Last night I ate dinner with a German couple. They barely spoke English, and I remember about four words from my German classes in high school, but somehow we managed to have a very nice conversation. I noticed that their guidebook now consisted of about five pages. The rest was gone. Many people will do that as they walk. They tear the pages out as they complete the stages, leaving less and less weight to carry each day. Every little bit helps when you are carrying everything on your back. I told them I had thought about doing the same thing, but I couldn't bring myself to tear out that first page. I love books, and for some reason it just seemed wrong for me to tear it up and throw it away. We even laughed when the man apologized to me for mutilating his book. It was a very brief, and seemingly inconsequential part of our conversation.

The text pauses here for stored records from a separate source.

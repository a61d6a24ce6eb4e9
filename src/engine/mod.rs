//! Pipeline orchestration: keyword extraction, cache lookup, scan,
//! dependency mapping, scoring, selection.

use std::path::Path;
use std::time::{Duration, Instant};

use tracing::{debug, info};

use crate::cache::{CacheConfig, CacheKey, ContextCache};
use crate::graph::DependencyGraph;
use crate::keywords;
use crate::scan::{ScanConfig, ScanError, Scanner};
use crate::scoring::{RelevanceScorer, ScoreWeights};
use crate::selection::{apply_budget, ApproxTokenCounter};
use crate::types::{
    BundleStats, ContextBudget, ContextBundle, PromptHash, RepoId, TreeVersion,
};

#[derive(Debug, Clone)]
pub struct EngineConfig {
    pub scan: ScanConfig,
    pub weights: ScoreWeights,
    pub cache: CacheConfig,
    /// Wall-clock ceiling for scanning and dependency mapping. Past it the
    /// engine returns a partial bundle rather than hanging.
    pub timeout: Option<Duration>,
}

impl Default for EngineConfig {
    fn default() -> Self {
        Self {
            scan: ScanConfig::default(),
            weights: ScoreWeights::default(),
            cache: CacheConfig::default(),
            timeout: Some(Duration::from_secs(30)),
        }
    }
}

/// The repository context engine.
///
/// Holds the shared bundle cache; everything else is per-request. Requests
/// for different prompts or repositories run fully independently aside from
/// that cache.
pub struct ContextEngine {
    config: EngineConfig,
    scorer: RelevanceScorer,
    tokenizer: ApproxTokenCounter,
    cache: ContextCache,
}

impl Default for ContextEngine {
    fn default() -> Self {
        Self::new(EngineConfig::default())
    }
}

impl ContextEngine {
    pub fn new(config: EngineConfig) -> Self {
        let scorer = RelevanceScorer::new(config.weights.clone());
        let cache = ContextCache::new(config.cache.clone());
        Self {
            config,
            scorer,
            tokenizer: ApproxTokenCounter,
            cache,
        }
    }

    /// Build a context bundle for `prompt` against the working tree at
    /// `root`. `tree_version` is the caller's stable identifier for the
    /// tree's state and only drives cache invalidation.
    ///
    /// Only an unreadable root aborts; every other degradation (timeout,
    /// unreadable files, unresolved imports) shrinks the bundle or flags it
    /// partial.
    pub fn build_context(
        &self,
        root: &Path,
        repo: &RepoId,
        tree_version: &TreeVersion,
        prompt: &str,
        budget: &ContextBudget,
    ) -> Result<ContextBundle, ScanError> {
        // Extraction runs before the cache lookup: the keyword set is part
        // of the cache identity, so prompts that extract differently never
        // share an entry.
        let keywords = keywords::extract(prompt);
        let key = CacheKey {
            repo: repo.clone(),
            tree_version: tree_version.clone(),
            prompt: PromptHash::from_extraction(prompt, keywords.iter()),
        };
        if let Some(bundle) = self.cache.get(&key) {
            debug!("cache hit for {}", repo.as_str());
            return Ok(bundle);
        }

        let started = Instant::now();
        let deadline = self.config.timeout.map(|t| started + t);

        let scanner = Scanner::new(root, self.config.scan.clone());
        let outcome = scanner.scan(budget.max_depth, deadline)?;

        let graph = DependencyGraph::build(&outcome.files, deadline);

        let scored = self
            .scorer
            .score(&outcome.files, &keywords, &graph, &self.tokenizer);
        let files_considered = scored.len();

        let result = apply_budget(scored, budget, &self.tokenizer);
        let bundle = ContextBundle {
            files: result.selected,
            stats: BundleStats {
                files_considered,
                files_selected: result.files_selected,
                files_excluded_by_budget: result.files_excluded_by_budget,
                tokens_used: result.tokens_used,
                partial: outcome.partial,
            },
        };

        info!(
            "context for {} in {:?}: {} of {} files, ~{} tokens{}",
            repo.as_str(),
            started.elapsed(),
            bundle.stats.files_selected,
            bundle.stats.files_considered,
            bundle.stats.tokens_used,
            if bundle.stats.partial { " (partial)" } else { "" },
        );

        // A partial bundle reflects a degraded scan, not the tree's state;
        // caching it would pin the degradation until the tree changes.
        if !bundle.stats.partial {
            self.cache.put(key, bundle.clone());
        }

        Ok(bundle)
    }

    pub fn cache(&self) -> &ContextCache {
        &self.cache
    }
}
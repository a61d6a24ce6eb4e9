pub mod filters;
pub mod scanner;

pub use filters::ExcludeSet;
pub use scanner::{ScanConfig, ScanError, ScanOutcome, Scanner};
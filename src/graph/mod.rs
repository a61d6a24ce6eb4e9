//! Lightweight file-to-file dependency mapping.
//!
//! A per-language pattern scan over the head of each file yields raw import
//! references; each is resolved against the scanned file set and unresolved
//! references are silently dropped. The resulting directed graph may contain
//! cycles, so traversals must guard with a visited set.

pub mod resolve;
pub mod rules;

use std::collections::{BTreeMap, BTreeSet};
use std::time::Instant;

use tracing::debug;

use crate::types::FileRecord;

/// How much of a file's head is scanned for import statements. Imports sit
/// at the top of a file in every supported language.
const IMPORT_SCAN_BYTES: usize = 4096;

/// Directed file-to-file graph: `from → to` means "from imports to".
/// Both directions are queryable.
#[derive(Debug, Default, Clone)]
pub struct DependencyGraph {
    forward: BTreeMap<String, BTreeSet<String>>,
    reverse: BTreeMap<String, BTreeSet<String>>,
    edge_count: usize,
}

impl DependencyGraph {
    /// Build the graph from scanned records. Deadline-aware: when the
    /// request deadline expires mid-build, the graph covers a prefix of the
    /// file set, which only weakens propagation, never correctness.
    pub fn build(records: &[FileRecord], deadline: Option<Instant>) -> Self {
        let known: BTreeSet<String> = records.iter().map(|r| r.path.clone()).collect();
        let mut graph = DependencyGraph::default();

        for record in records {
            if !record.language.has_import_syntax() {
                continue;
            }
            if deadline.is_some_and(|d| Instant::now() >= d) {
                debug!("dependency mapping stopped at deadline");
                break;
            }
            let Some(content) = record.content.as_deref() else {
                continue;
            };

            let head = head_slice(content, IMPORT_SCAN_BYTES);
            for reference in rules::extract_references(head, record.language) {
                let Some(target) =
                    resolve::resolve(&reference, &record.path, record.language, &known)
                else {
                    continue;
                };
                if target != record.path {
                    graph.add_edge(&record.path, &target);
                }
            }
        }

        debug!(
            "dependency graph: {} nodes, {} edges",
            graph.forward.len(),
            graph.edge_count
        );
        graph
    }

    fn add_edge(&mut self, from: &str, to: &str) {
        let inserted = self
            .forward
            .entry(from.to_string())
            .or_default()
            .insert(to.to_string());
        if inserted {
            self.reverse
                .entry(to.to_string())
                .or_default()
                .insert(from.to_string());
            self.edge_count += 1;
        }
    }

    /// Files that `path` imports.
    pub fn imports_of(&self, path: &str) -> impl Iterator<Item = &str> {
        self.forward
            .get(path)
            .into_iter()
            .flat_map(|set| set.iter().map(String::as_str))
    }

    /// Files that import `path`.
    pub fn imported_by(&self, path: &str) -> impl Iterator<Item = &str> {
        self.reverse
            .get(path)
            .into_iter()
            .flat_map(|set| set.iter().map(String::as_str))
    }

    /// Neighbors in both directions, deduplicated, in lexical order.
    pub fn neighbors(&self, path: &str) -> Vec<&str> {
        let mut all: BTreeSet<&str> = self.imports_of(path).collect();
        all.extend(self.imported_by(path));
        all.into_iter().collect()
    }

    pub fn edge_count(&self) -> usize {
        self.edge_count
    }
}

fn head_slice(content: &str, max_bytes: usize) -> &str {
    if content.len() <= max_bytes {
        return content;
    }
    let mut end = max_bytes;
    while !content.is_char_boundary(end) {
        end -= 1;
    }
    &content[..end]
}

#[cfg(test)]
mod tests {
    use super::*;
    use crate::types::Language;

    fn record(path: &str, language: Language, content: &str) -> FileRecord {
        FileRecord {
            path: path.to_string(),
            language,
            size_bytes: content.len() as u64,
            depth: path.split('/').count(),
            content: Some(content.to_string()),
        }
    }

    #[test]
    fn edges_resolve_against_the_file_set() {
        let records = vec![
            record(
                "auth/login.py",
                Language::Python,
                "from auth.tokens import verify\nimport os\n",
            ),
            record("auth/tokens.py", Language::Python, "import hashlib\n"),
        ];
        let graph = DependencyGraph::build(&records, None);

        assert_eq!(
            graph.imports_of("auth/login.py").collect::<Vec<_>>(),
            vec!["auth/tokens.py"]
        );
        assert_eq!(
            graph.imported_by("auth/tokens.py").collect::<Vec<_>>(),
            vec!["auth/login.py"]
        );
        // `os` and `hashlib` do not resolve; no dangling nodes appear.
        assert_eq!(graph.edge_count(), 1);
    }

    #[test]
    fn mutual_imports_form_a_cycle() {
        let records = vec![
            record("a.py", Language::Python, "import b\n"),
            record("b.py", Language::Python, "import a\n"),
        ];
        let graph = DependencyGraph::build(&records, None);

        assert_eq!(graph.neighbors("a.py"), vec!["b.py"]);
        assert_eq!(graph.neighbors("b.py"), vec!["a.py"]);
        assert_eq!(graph.edge_count(), 2);
    }

    #[test]
    fn self_imports_are_ignored() {
        let records = vec![record("a.py", Language::Python, "import a\n")];
        let graph = DependencyGraph::build(&records, None);
        assert_eq!(graph.edge_count(), 0);
    }
}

This morning, I left a few minutes before they did. Taking it slow, as usual, I had paused to breathe in the smell of the eucalyptus trees in the morning air, and to enjoy another of the magical green fairyland forests that I've come to love in Galicia. The German couple walked by, wishing me a Buen Camino. A few steps later, the man stopped, turned around, and asked me, "You love books?"
"Yes, very much."
"Do you write books?"
Holding back the sudden tears that sprang to my eyes, I said, "Not yet. But I plan to." In my head, I was thinking, "If I ever figure out how..."
He winked and tapped his head with his finger and said, "I suspected that."
He asked me if there was anything of mine he could read online. I directed him to this blog, telling him this was it for now. Then we parted ways as they walked on down the path.
Some of you who've known me for awhile will understand the significance and the incredible synchronicity of that conversation. I have been told over and over by many people that I need to write a book. I have agreed, confirming that I feel that I have a book somewhere inside of me, waiting to get out. I just don't know how to begin. I was thinking that very thing as I began to walk, the tears I had held back were now flowing freely. And suddenly I remembered that I didn't know how to walk the Camino a year ago either. It's not up to me to worry about the "how". It's my job to figure out the "what". How many times have I said that throughout this past year? How many times does this book thing have to hit me over the head before I pursue it seriously?
When I left for Spain, many people asked me what I planned to do after I got back. I always said I didn't know, but that the answer would become clear when the time was right. I had two months ahead of me with nothing to do, but think about that question. I had begun to wonder if there was even going to be an answer or if, for some reason I couldn't understand, maybe I'd return feeling just as lost about my next step as ever. Here I was, less than a week from finishing, and that sign from heaven had not yet appeared.
That chance meeting and conversation with a stranger was no coincidence. There is no such thing as coincidence. I finally know what's next. I have no idea how. I have no idea why. I just know it's what I'm supposed to do. Wow! Does that sound familiar, or what? Pretty sure I said those exact words when I decided to walk the Camino.
And so I have come full circle. Am I ending where I began, or beginning where I end?
Does it really matter?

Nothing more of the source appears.